Me había entrado canguelo y me temblaban las rodillas.
—Está bien, nada de bromas. ¿He de ofrecerme para bendecir la mesa?
No tuve más remedio que reírme, no pude evitarlo.
Aunque yo tenía que ejercer de anfitriona y hacerlo pasar a la sala de estar, nos entretuvimos en la puerta como conspiradores. No sabía lo que iba a depararnos la velada y, por instinto, me inclinaba a postergar el comienzo todo lo posible. Además, yo sólo sentía en aquel momento que Joseph era mío y que nos teníamos el uno al otro; lo demás no importaba. A lo mejor se había engalanado más de la cuenta para una cena improvisada, pero lo cierto era que tenía un aspecto muy llamativo con sus hombros musculosos, sus insondables ojos cafés y todo el pelo echado hacia atrás. Era mi héroe de cuento de hadas. Y como correspondía con semejante héroe, yo sabía sin lugar a dudas que no se daría a la fuga si las cosas se ponían feas. Joseph se mantendría firme, y cualquier decisión que tomara se basaría en su propio criterio. Al menos con eso podía contar.
Ivy adoptó el papel de anfitriona con toda naturalidad. Le encantaron las flores y se pasó toda la cena dándole conversación a Joseph y haciendo lo posible para que se sintiera a gusto. La severidad no acababa de cuadrar con su carácter y el corazón se le ablandaba en cuanto llegaba a la conclusión de que una persona era sincera. La sinceridad de Joseph era auténtica; y había sido eso justamente lo que le había granjeado su popularidad y proporcionado el puesto de delegado del colegio. Gabriel, por su parte, lo observaba con recelo.
Mi hermana se había esforzado de veras con el menú. Había preparado una sopa aromática de patata y puerros, seguida de trucha al horno y de una bandeja de verduras asadas. Yo sabía que había crema catalana de postre, porque había visto las tarrinas en la nevera. Ivy incluso había enviado a Gabe a comprar un soplete de cocina para caramelizar la capa de azúcar de encima. Y por si fuera poco, había puesto la mesa con todos los objetos de plata y la vajilla de porcelana. Había vino en un escanciador —un vino con sabor a bayas— y agua mineral con gas en una jarra de vidrio.
Las velas iluminaban nuestros rostros con su cálido resplandor. Al principio comíamos en silencio y la tensión era palpable. Ivy oscilaba con la mirada de Joseph a mí y sonreía demasiado, mientras que Gabriel se ensañaba furiosamente con la comida, como si las patatas que tenía en el plato fuesen la cabeza de Joseph.

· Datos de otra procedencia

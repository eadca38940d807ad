use proc_macro::TokenStream;
use quote::quote;
use syn::parse::{Parse, ParseStream};
use syn::punctuated::Punctuated;
use syn::{parse_macro_input, Attribute, Ident, ItemFn, LitInt, Token};

const DEFAULT_TIMEOUT_SECS: u64 = 60;

/// One entry of `#[tokio_timeout_test(...)]`: a timeout in seconds or `paused`.
enum TestArg {
    Secs(LitInt),
    Paused,
}

impl Parse for TestArg {
    fn parse(input: ParseStream) -> syn::Result<Self> {
        if input.peek(LitInt) {
            return input.parse().map(TestArg::Secs);
        }
        let ident: Ident = input.parse()?;
        if ident == "paused" {
            Ok(TestArg::Paused)
        } else {
            Err(syn::Error::new_spanned(
                ident,
                "expected a timeout in seconds or `paused`",
            ))
        }
    }
}

struct TestOptions {
    timeout_secs: u64,
    paused: bool,
}

impl TestOptions {
    fn from_args(args: Punctuated<TestArg, Token![,]>) -> syn::Result<Self> {
        let mut options = TestOptions {
            timeout_secs: DEFAULT_TIMEOUT_SECS,
            paused: false,
        };
        for arg in args {
            match arg {
                TestArg::Secs(lit) => {
                    let secs: u64 = lit.base10_parse()?;
                    if secs == 0 {
                        return Err(syn::Error::new_spanned(
                            lit,
                            "timeout must be greater than zero",
                        ));
                    }
                    options.timeout_secs = secs;
                }
                TestArg::Paused => options.paused = true,
            }
        }
        Ok(options)
    }
}

/// Runs an async test on a current-thread runtime in its own thread and fails
/// it once the timeout elapses in wall-clock time. With `paused`, the runtime
/// starts with a frozen clock that only moves through `tokio::time::advance`
/// or auto-advance when idle; callers need tokio's `test-util` feature.
#[proc_macro_attribute]
pub fn tokio_timeout_test(attr: TokenStream, item: TokenStream) -> TokenStream {
    let args = parse_macro_input!(attr with Punctuated::<TestArg, Token![,]>::parse_terminated);
    let options = match TestOptions::from_args(args) {
        Ok(options) => options,
        Err(err) => return err.to_compile_error().into(),
    };

    let ItemFn {
        attrs,
        vis,
        mut sig,
        block,
    } = parse_macro_input!(item as ItemFn);

    if sig.asyncness.is_none() {
        return syn::Error::new_spanned(
            &sig.ident,
            "tokio_timeout_test can only be applied to async functions",
        )
        .to_compile_error()
        .into();
    }

    sig.asyncness = None;

    let filtered_attrs: Vec<Attribute> = attrs
        .into_iter()
        .filter(|attr| !is_tokio_test_attribute(attr))
        .collect();

    let timeout = options.timeout_secs;
    // Virtual time moves past any in-runtime guard on auto-advance, so paused
    // tests rely on the wall-clock guard alone.
    let (clock, body) = if options.paused {
        (
            quote! { .start_paused(true) },
            quote! { async move #block.await; },
        )
    } else {
        (
            quote! {},
            quote! {
                tokio::time::timeout(timeout_duration, async move #block)
                    .await
                    .expect("test timed out");
            },
        )
    };

    TokenStream::from(quote! {
        #[test]
        #(#filtered_attrs)*
        #vis #sig {
            let timeout_duration = std::time::Duration::from_secs(#timeout);
            let (sender, receiver) = std::sync::mpsc::channel();
            std::thread::spawn(move || {
                let result = std::panic::catch_unwind(std::panic::AssertUnwindSafe(|| {
                    let runtime = tokio::runtime::Builder::new_current_thread()
                        .enable_all()
                        #clock
                        .build()
                        .expect("failed to build Tokio runtime");
                    runtime.block_on(async {
                        #body
                    });
                }));
                let _ = sender.send(result);
            });
            match receiver.recv_timeout(timeout_duration) {
                Ok(Ok(_)) => {}
                Ok(Err(payload)) => std::panic::resume_unwind(payload),
                Err(std::sync::mpsc::RecvTimeoutError::Timeout) => panic!("test timed out"),
                Err(std::sync::mpsc::RecvTimeoutError::Disconnected) => {
                    panic!("test thread failed before reporting result")
                }
            }
        }
    })
}

fn is_tokio_test_attribute(attr: &Attribute) -> bool {
    let mut segments = attr.path().segments.iter();
    matches!(
        (segments.next(), segments.next(), segments.next()),
        (Some(first), Some(second), None)
            if first.ident == "tokio" && second.ident == "test"
    )
}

—Una cena estupenda —dijo al final Joseph, aflojándose la corbata y con las mejillas encendidas por el vino.
—Gracias. —Ivy le dedicó una sonrisa radiante—. No estaba segura de si te gustaría.
—No soy muy complicado en cuestión de gustos, pero esto era superior —dijo, ganándose otra sonrisa.
Por mi parte, yo seguía tratando de descifrar el objetivo de aquella cena tan poco ortodoxa. Gabriel sin duda se proponía algo más que alternar socialmente. ¿Estaba tratando de captar la personalidad de Joseph? ¿Acaso no se fiaba de él? No acababa de verlo claro, y Gabriel, aparte de un par de comentarios, apenas nos había dirigido la palabra.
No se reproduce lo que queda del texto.